After the Devastation of Pancreatic Cancer

Some experiences are seen through rose-colored glasses while others are hazy or ambiguous. Many, we try desperately to remember while others we we wish we could forget. And a special few help form our beliefs, who we are and who we strive to be.

A particularly inspiring professor once said: There are moments that change your life, and 10 years later if you know it in retrospect, you are blessed. But to know it, at that moment

Watching my grandfather go through pancreatic cancer was one of those times, when I knew life would change for so many of us. He was 240 pounds, six foot, one inch, and a tough guy who was a little rough around the edges. He found out about his cancer in July. A man of little financial means, he decided he didn’t want to fight with chemo given the burden that might be on my family to pay for it.

In making this choice, he also held his diagnosis a secret from the family for the next six months.

Pancreatic Cancer Stats

For those unfamiliar with the disease, pancreatic cancer has a reported five-year survival rate of nine percent. While that percentage is three points up from 2014, it is in my opinion that nine percent is much too low. Of course, there are other individual factors that determine each person’s outcome with this diagnosis. Detecting it early is critical to better results, but there are a lot of challenges to diagnosing pancreatic cancer promptly. To learn more about it, click here.

Keeping Pancreatic Cancer a Secret

To this day, I can’t imagine how my grandfather felt for those six months, carrying the weight of this awful news alone. By December of that year, he could no longer hide his rapid weight loss. He revealed his emotional and physical pain to my grandmother and parents first. When my mom told me, I had not yet experienced an illness that someone wouldn’t come back from.

Four months after divulging his diagnosis, he had lost 100 lbs and developed jaundice. The new and very temporary “normal” was him always resting in the hospital bed set up in my grandmother’s living room. I didn’t want to bother him so I would tip toe through the living room to get to and from the bathroom.

By June, I was doing my usual tip toe out of the living room, and in a strained whisper he asked me not to be afraid. He gathered the strength to sit up on the side of his bed and asked me to sit next to him. I could barely speak myself, shocked by how aggressive and swift this disease was.

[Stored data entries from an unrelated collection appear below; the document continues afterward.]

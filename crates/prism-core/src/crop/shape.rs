//! Region extraction with optional elliptical alpha mask.

use image::{DynamicImage, Rgba};
use serde::{Deserialize, Serialize};

use super::area::CropArea;
use crate::error::ProcessResult;
use crate::pipeline::RasterImage;

/// Output shape of a crop.
#[derive(Debug, Clone, Copy, PartialEq, Eq, Default, Serialize, Deserialize)]
#[serde(rename_all = "lowercase")]
pub enum CropShape {
    #[default]
    Rectangle,
    /// Equal radii from the smaller side, centred in the crop box
    Circle,
    /// Ellipse inscribed in the crop box
    Oval,
}

impl CropShape {
    pub fn parse(s: &str) -> Option<Self> {
        match s.to_lowercase().as_str() {
            "rectangle" | "rect" | "square" => Some(Self::Rectangle),
            "circle" | "round" => Some(Self::Circle),
            "oval" | "ellipse" => Some(Self::Oval),
            _ => None,
        }
    }

    /// Whether the shape leaves transparent pixels behind.
    pub fn needs_alpha(self) -> bool {
        !matches!(self, Self::Rectangle)
    }
}

/// Cut `area` out of `image`, masking to `shape`.
///
/// Rectangles keep the source color type. Circles and ovals produce RGBA
/// with alpha 0 outside the ellipse; a pixel is inside when its centre is.
pub fn apply_crop_shape(image: RasterImage, area: &CropArea, shape: CropShape) -> ProcessResult<RasterImage> {
    let (x, y, w, h) = area.to_pixel_rect(image.width, image.height)?;
    let region = image.pixels.crop_imm(x, y, w, h);

    let pixels = match shape {
        CropShape::Rectangle => region,
        CropShape::Circle | CropShape::Oval => {
            let (rx, ry) = match shape {
                CropShape::Circle => {
                    let r = w.min(h) as f64 / 2.0;
                    (r, r)
                }
                _ => (w as f64 / 2.0, h as f64 / 2.0),
            };
            let (cx, cy) = (w as f64 / 2.0, h as f64 / 2.0);
            let mut rgba = region.to_rgba8();
            for (px, py, pixel) in rgba.enumerate_pixels_mut() {
                let dx = (px as f64 + 0.5 - cx) / rx;
                let dy = (py as f64 + 0.5 - cy) / ry;
                if dx * dx + dy * dy > 1.0 {
                    *pixel = Rgba([pixel[0], pixel[1], pixel[2], 0]);
                }
            }
            DynamicImage::ImageRgba8(rgba)
        }
    };

    tracing::trace!("Cropped {}x{} region at ({}, {}) as {:?}", w, h, x, y, shape);
    Ok(image.with_pixels(pixels))
}
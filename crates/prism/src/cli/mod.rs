//! Command implementations.

pub mod batch;
pub mod common;
pub mod config;
pub mod convert;
pub mod crop;
pub mod filter;
pub mod presets;
pub mod resize;
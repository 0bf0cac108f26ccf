//! Prism CLI - Batch image resize, convert, smart-crop and filter tool.
//!
//! # Usage
//!
//! ```bash
//! # Resize one image to half size
//! prism resize photo.jpg --percent 50
//!
//! # Square smart crop into a circle, written as PNG
//! prism crop portrait.jpg --aspect 1:1 --shape circle --format png
//!
//! # Apply a preset at 60% strength
//! prism filter street.jpg --preset noir --intensity 60
//!
//! # Convert a folder to WebP and package it
//! prism batch ./photos --format webp --archive photos.zip --report report.jsonl
//!
//! # List presets, view configuration
//! prism presets
//! prism config show
//! ```

use anyhow::Context;
use clap::{Parser, Subcommand};
use std::path::PathBuf;

mod cli;
mod logging;

/// Prism - Batch image resize, convert, smart-crop and filter tool.
#[derive(Parser, Debug)]
#[command(name = "prism")]
#[command(author, version, about, long_about = None)]
#[command(propagate_version = true)]
struct Cli {
    /// Enable verbose (debug) logging
    #[arg(short, long, global = true)]
    verbose: bool,

    /// Output logs in JSON format
    #[arg(long, global = true)]
    json_logs: bool,

    /// Config file to use instead of the default location
    #[arg(long, global = true, env = "PRISM_CONFIG")]
    config: Option<PathBuf>,

    #[command(subcommand)]
    command: Commands,
}

/// Available commands.
#[derive(Subcommand, Debug)]
enum Commands {
    /// Resize an image by pixels or percentage
    Resize(cli::resize::ResizeArgs),

    /// Re-encode an image in another format or quality
    Convert(cli::convert::ConvertArgs),

    /// Crop around detected subjects or to an explicit area
    Crop(cli::crop::CropArgs),

    /// Apply a preset and/or custom color adjustments
    Filter(cli::filter::FilterArgs),

    /// Process a folder of images and package the results
    Batch(cli::batch::BatchArgs),

    /// List the built-in filter presets
    Presets(cli::presets::PresetsArgs),

    /// View and manage configuration
    Config(cli::config::ConfigArgs),
}

#[tokio::main]
async fn main() -> anyhow::Result<()> {
    let cli = Cli::parse();

    // Logging isn't initialized yet, so config warnings go through eprintln.
    let config = match &cli.config {
        Some(path) => {
            let path = cli::common::expand(path);
            prism_core::Config::load_from(&path)
                .with_context(|| format!("Failed to load config from {}", path.display()))?
        }
        None => match prism_core::Config::load() {
            Ok(config) => config,
            Err(e) => {
                eprintln!(
                    "Warning: Failed to load config: {e}\n  \
                     Using default configuration. Check your config file with `prism config path`."
                );
                prism_core::Config::default()
            }
        },
    };
    logging::init_from_config(&config, cli.verbose, cli.json_logs);

    tracing::debug!("Prism v{}", prism_core::VERSION);

    let config_path = cli
        .config
        .as_deref()
        .map(cli::common::expand)
        .unwrap_or_else(prism_core::Config::default_path);

    match cli.command {
        Commands::Resize(args) => cli::resize::execute(args, config).await,
        Commands::Convert(args) => cli::convert::execute(args, config).await,
        Commands::Crop(args) => cli::crop::execute(args, config).await,
        Commands::Filter(args) => cli::filter::execute(args, config).await,
        Commands::Batch(args) => cli::batch::execute(args, config).await,
        Commands::Presets(args) => cli::presets::execute(args),
        Commands::Config(args) => cli::config::execute(args, config, &config_path),
    }
}
//! Output file naming.

use std::path::Path;

use super::encode::OutputFormat;

/// Suffix appended to the source stem, describing what was done.
#[derive(Debug, Clone, Copy, PartialEq, Eq)]
pub enum NameSuffix {
    Resized,
    Cropped,
    Filtered,
    Converted,
}

impl NameSuffix {
    pub fn as_str(self) -> &'static str {
        match self {
            Self::Resized => "resized",
            Self::Cropped => "cropped",
            Self::Filtered => "filtered",
            Self::Converted => "converted",
        }
    }
}

/// `<stem>_<suffix>.<ext>` for a source called `original`.
///
/// Directory components are dropped; a missing stem becomes `image`.
pub fn derive_name(original: &str, suffix: NameSuffix, format: OutputFormat) -> String {
    let stem = Path::new(original)
        .file_stem()
        .and_then(|s| s.to_str())
        .filter(|s| !s.is_empty())
        .unwrap_or("image");
    format!("{stem}_{}.{}", suffix.as_str(), format.extension())
}

#[cfg(test)]
mod tests {
    use super::*;

    #[test]
    fn test_derive_name() {
        assert_eq!(
            derive_name("holiday.png", NameSuffix::Cropped, OutputFormat::Png),
            "holiday_cropped.png"
        );
        assert_eq!(
            derive_name("dir/IMG_0001.HEIC.jpeg", NameSuffix::Converted, OutputFormat::WebP),
            "IMG_0001.HEIC_converted.webp"
        );
        assert_eq!(
            derive_name("", NameSuffix::Filtered, OutputFormat::Jpeg),
            "image_filtered.jpg"
        );
    }
}
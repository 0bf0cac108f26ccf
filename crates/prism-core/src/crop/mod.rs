//! Crop planning and extraction.
//!
//! [`CropPlanner`] turns detections into a [`SmartCropResult`];
//! [`apply_crop_shape`] cuts the planned (or user-supplied) [`CropArea`] out
//! of the raster. Both go through [`CropArea::clamp_to`], so automatic and
//! manual crops obey the same bounds rules.

mod area;
mod planner;
mod shape;

pub use area::{AspectRatio, CropArea};
pub use planner::{CropPlanner, SmartCropResult};
pub use shape::{apply_crop_shape, CropShape};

As I was sitting next to him, he told me all of the things he wanted for me and my sister. I just kept nodding because I didn’t want to burst into tears and make everything worse. He gave me encouragement, using beautiful and eloquent words that he must have been thinking about all year. Here he was, getting unfairly ravaged by this cancer and giving me a pep talk.

I will never forget that conversation because it would be the last one where his voice was able to respond to mine.

A little over a week later he died. It changed all of us forever. I’ve never seen a cancer attack someone in that way. In the moment, it was ugly, horrific, and emotionally, physically and spiritually destructive.

With that said, I knew at the time that this experience would help mold many of my beliefs and who I wanted to become. While this is only my experience and not those of anyone else, I held on tight to his last words to me and never let go. I wanted to become everything he had hoped for me, and to this day, I still think about what he said in making certain decisions.

His illness didn’t define him or his life, but the experience we went through together had a profound effect on how I make decisions, whether it’s always being honest, telling people how I feel, and striving for happiness; his words still resonate.

Learning to Heal at College

Not long after this experience, I started working in a lab at my university using this software for virtual reality projects in testing people’s psychological reactions to stimuli. This professor had previously worked in our lab and created the software I was using. He too was diagnosed with pancreatic cancer, and as I am sure he was a great inspiration to many, he helped me get through comprehending many aspects of life, even while he was dying. Being able to work in a place to help carry his legacy meant a great deal to me after the trauma of my grandfather’s cancer.

If you haven’t watched his lecture below, I highly recommend it to anyone, whether or not you’re in the pancreatic cancer community. Jai, his caregiver and wife at the time, has also released a novel on her experiences with becoming a caregiver, and life afterward.

Pancreatic Cancer Awareness Month

I believe it’s only right the pancreatic cancer community #DemandBetter options. While I hope this doesn’t happen to anyone, I know that’s not a completely realistic option. So I hope for better diagnosis processes and treatment for all who come up against this disease. While this month is Pancreatic Cancer Awareness Month, know that all year and every day, you have people fighting for you.